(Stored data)
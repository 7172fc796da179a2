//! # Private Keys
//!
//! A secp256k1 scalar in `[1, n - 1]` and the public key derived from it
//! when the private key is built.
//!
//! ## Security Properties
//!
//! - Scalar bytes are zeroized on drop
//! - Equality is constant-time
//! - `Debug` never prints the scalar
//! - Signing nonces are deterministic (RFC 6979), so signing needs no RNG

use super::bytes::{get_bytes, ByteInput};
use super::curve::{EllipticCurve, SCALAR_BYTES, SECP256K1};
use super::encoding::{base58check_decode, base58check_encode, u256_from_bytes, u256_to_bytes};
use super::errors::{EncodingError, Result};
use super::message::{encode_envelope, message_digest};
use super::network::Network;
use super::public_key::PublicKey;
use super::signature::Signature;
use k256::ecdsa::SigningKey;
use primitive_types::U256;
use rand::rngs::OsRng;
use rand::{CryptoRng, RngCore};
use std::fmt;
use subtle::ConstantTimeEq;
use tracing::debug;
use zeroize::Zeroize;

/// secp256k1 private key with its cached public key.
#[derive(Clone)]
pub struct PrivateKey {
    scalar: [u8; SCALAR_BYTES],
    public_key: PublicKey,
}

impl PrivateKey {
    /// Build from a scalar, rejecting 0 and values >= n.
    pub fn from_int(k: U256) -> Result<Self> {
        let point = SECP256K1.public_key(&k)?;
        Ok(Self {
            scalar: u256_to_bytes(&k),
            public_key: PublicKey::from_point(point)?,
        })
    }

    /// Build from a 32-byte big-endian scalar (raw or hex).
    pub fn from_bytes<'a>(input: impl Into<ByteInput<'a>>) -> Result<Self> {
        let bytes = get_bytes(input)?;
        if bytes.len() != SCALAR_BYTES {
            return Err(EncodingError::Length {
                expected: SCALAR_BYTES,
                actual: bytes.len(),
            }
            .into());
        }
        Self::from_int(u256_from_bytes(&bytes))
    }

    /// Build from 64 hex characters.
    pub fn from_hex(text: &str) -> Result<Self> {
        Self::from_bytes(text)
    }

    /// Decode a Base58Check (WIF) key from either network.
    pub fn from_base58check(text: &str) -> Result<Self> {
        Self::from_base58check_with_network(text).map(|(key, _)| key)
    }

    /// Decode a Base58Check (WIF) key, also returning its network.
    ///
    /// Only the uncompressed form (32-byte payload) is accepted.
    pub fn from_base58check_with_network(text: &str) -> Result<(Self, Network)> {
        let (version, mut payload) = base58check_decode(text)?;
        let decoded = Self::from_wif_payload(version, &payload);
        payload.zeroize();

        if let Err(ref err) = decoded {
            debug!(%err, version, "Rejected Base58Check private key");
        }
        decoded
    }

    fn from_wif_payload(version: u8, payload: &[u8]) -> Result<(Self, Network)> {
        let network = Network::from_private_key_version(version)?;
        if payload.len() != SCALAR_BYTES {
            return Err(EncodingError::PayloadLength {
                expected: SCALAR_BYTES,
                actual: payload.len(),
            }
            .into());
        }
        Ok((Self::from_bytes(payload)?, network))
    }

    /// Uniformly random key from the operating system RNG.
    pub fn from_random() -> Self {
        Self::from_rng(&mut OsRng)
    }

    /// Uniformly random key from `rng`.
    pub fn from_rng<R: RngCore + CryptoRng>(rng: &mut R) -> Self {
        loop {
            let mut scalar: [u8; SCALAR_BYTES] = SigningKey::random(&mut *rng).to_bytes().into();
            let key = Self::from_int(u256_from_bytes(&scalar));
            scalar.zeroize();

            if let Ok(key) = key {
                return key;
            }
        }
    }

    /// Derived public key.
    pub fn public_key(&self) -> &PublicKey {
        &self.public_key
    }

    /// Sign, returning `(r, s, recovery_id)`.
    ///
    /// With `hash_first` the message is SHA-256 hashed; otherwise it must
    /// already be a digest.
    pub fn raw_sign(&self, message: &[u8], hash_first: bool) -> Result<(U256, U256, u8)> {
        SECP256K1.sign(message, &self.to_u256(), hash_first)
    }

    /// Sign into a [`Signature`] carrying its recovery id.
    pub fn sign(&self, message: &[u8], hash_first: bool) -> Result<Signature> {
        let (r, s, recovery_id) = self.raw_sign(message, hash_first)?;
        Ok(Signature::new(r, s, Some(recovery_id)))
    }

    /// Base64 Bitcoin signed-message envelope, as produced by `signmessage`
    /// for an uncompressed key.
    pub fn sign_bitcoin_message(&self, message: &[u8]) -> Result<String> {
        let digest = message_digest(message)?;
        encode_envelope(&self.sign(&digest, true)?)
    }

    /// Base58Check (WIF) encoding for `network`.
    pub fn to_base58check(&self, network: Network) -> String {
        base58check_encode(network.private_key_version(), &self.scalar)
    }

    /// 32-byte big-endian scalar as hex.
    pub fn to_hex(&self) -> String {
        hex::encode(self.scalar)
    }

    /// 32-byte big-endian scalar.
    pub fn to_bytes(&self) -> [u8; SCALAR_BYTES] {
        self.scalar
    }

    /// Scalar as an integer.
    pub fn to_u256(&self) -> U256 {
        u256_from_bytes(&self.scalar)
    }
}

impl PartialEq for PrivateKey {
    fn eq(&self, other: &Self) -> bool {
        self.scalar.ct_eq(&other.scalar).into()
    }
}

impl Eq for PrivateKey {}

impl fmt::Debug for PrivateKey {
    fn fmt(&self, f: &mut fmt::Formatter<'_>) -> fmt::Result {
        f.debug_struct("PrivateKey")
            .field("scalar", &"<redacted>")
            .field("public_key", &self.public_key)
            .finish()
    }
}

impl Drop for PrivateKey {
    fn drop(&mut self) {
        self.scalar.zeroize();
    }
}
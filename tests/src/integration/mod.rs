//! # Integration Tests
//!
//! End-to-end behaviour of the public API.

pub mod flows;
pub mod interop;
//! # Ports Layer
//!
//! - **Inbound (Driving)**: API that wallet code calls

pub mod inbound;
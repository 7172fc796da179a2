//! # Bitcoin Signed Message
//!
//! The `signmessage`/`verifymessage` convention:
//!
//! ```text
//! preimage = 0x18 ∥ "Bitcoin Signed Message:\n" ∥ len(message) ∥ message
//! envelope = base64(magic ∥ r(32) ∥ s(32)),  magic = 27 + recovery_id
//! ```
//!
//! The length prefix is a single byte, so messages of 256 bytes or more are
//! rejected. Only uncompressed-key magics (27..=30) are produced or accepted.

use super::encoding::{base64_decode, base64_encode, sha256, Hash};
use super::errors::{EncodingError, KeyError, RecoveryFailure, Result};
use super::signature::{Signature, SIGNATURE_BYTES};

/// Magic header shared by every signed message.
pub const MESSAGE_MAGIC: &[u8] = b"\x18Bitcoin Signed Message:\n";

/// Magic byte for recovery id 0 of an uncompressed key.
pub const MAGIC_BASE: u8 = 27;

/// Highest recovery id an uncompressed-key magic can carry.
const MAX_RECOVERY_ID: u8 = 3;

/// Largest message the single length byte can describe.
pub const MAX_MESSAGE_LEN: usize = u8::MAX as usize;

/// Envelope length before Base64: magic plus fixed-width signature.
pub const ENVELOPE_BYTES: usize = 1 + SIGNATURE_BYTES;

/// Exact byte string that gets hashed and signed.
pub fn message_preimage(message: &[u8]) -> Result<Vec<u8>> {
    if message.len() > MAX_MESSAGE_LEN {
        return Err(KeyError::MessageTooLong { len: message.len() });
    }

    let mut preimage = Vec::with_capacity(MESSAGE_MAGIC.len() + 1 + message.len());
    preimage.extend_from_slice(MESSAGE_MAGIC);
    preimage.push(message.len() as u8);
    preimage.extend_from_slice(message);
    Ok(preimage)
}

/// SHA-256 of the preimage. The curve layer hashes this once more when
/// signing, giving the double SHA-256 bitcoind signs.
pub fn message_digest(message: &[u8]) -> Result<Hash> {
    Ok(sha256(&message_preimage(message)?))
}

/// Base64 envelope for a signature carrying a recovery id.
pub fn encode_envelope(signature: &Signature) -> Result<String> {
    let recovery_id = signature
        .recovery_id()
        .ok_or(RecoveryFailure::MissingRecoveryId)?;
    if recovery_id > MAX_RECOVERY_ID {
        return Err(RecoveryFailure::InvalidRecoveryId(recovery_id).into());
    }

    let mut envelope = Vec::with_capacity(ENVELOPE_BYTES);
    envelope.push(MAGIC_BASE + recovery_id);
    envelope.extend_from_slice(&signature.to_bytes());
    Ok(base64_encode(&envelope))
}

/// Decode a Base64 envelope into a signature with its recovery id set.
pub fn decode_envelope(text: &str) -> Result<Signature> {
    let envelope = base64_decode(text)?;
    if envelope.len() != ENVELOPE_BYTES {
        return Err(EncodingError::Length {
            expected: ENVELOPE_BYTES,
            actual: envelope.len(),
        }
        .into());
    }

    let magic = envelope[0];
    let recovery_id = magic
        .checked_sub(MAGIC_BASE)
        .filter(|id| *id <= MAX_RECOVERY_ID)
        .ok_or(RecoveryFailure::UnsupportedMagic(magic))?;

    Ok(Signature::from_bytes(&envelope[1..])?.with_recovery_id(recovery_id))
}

PROBLEM REQUIREMENTS → The answer is a portion of the data. Write out exactly the line with "plus fixed-width signature." and all lines after it.

TASK RESPONSE →
/// Envelope length before Base64: magic plus fixed-width signature.
pub const ENVELOPE_BYTES: usize = 1 + SIGNATURE_BYTES;

/// Exact byte string that gets hashed and signed.
pub fn message_preimage(message: &[u8]) -> Result<Vec<u8>> {
    if message.len() > MAX_MESSAGE_LEN {
        return Err(KeyError::MessageTooLong { len: message.len() });
    }

    let mut preimage = Vec::with_capacity(MESSAGE_MAGIC.len() + 1 + message.len());
    preimage.extend_from_slice(MESSAGE_MAGIC);
    preimage.push(message.len() as u8);
    preimage.extend_from_slice(message);
    Ok(preimage)
}

/// SHA-256 of the preimage. The curve layer hashes this once more when
/// signing, giving the double SHA-256 bitcoind signs.
pub fn message_digest(message: &[u8]) -> Result<Hash> {
    Ok(sha256(&message_preimage(message)?))
}

/// Base64 envelope for a signature carrying a recovery id.
pub fn encode_envelope(signature: &Signature) -> Result<String> {
    let recovery_id = signature
        .recovery_id()
        .ok_or(RecoveryFailure::MissingRecoveryId)?;
    if recovery_id > MAX_RECOVERY_ID {
        return Err(RecoveryFailure::InvalidRecoveryId(recovery_id).into());
    }

    let mut envelope = Vec::with_capacity(ENVELOPE_BYTES);
    envelope.push(MAGIC_BASE + recovery_id);
    envelope.extend_from_slice(&signature.to_bytes());
    Ok(base64_encode(&envelope))
}

/// Decode a Base64 envelope into a signature with its recovery id set.
pub fn decode_envelope(text: &str) -> Result<Signature> {
    let envelope = base64_decode(text)?;
    if envelope.len() != ENVELOPE_BYTES {
        return Err(EncodingError::Length {
            expected: ENVELOPE_BYTES,
            actual: envelope.len(),
        }
        .into());
    }

    let magic = envelope[0];
    let recovery_id = magic
        .checked_sub(MAGIC_BASE)
        .filter(|id| *id <= MAX_RECOVERY_ID)
        .ok_or(RecoveryFailure::UnsupportedMagic(magic))?;

    Ok(Signature::from_bytes(&envelope[1..])?.with_recovery_id(recovery_id))
}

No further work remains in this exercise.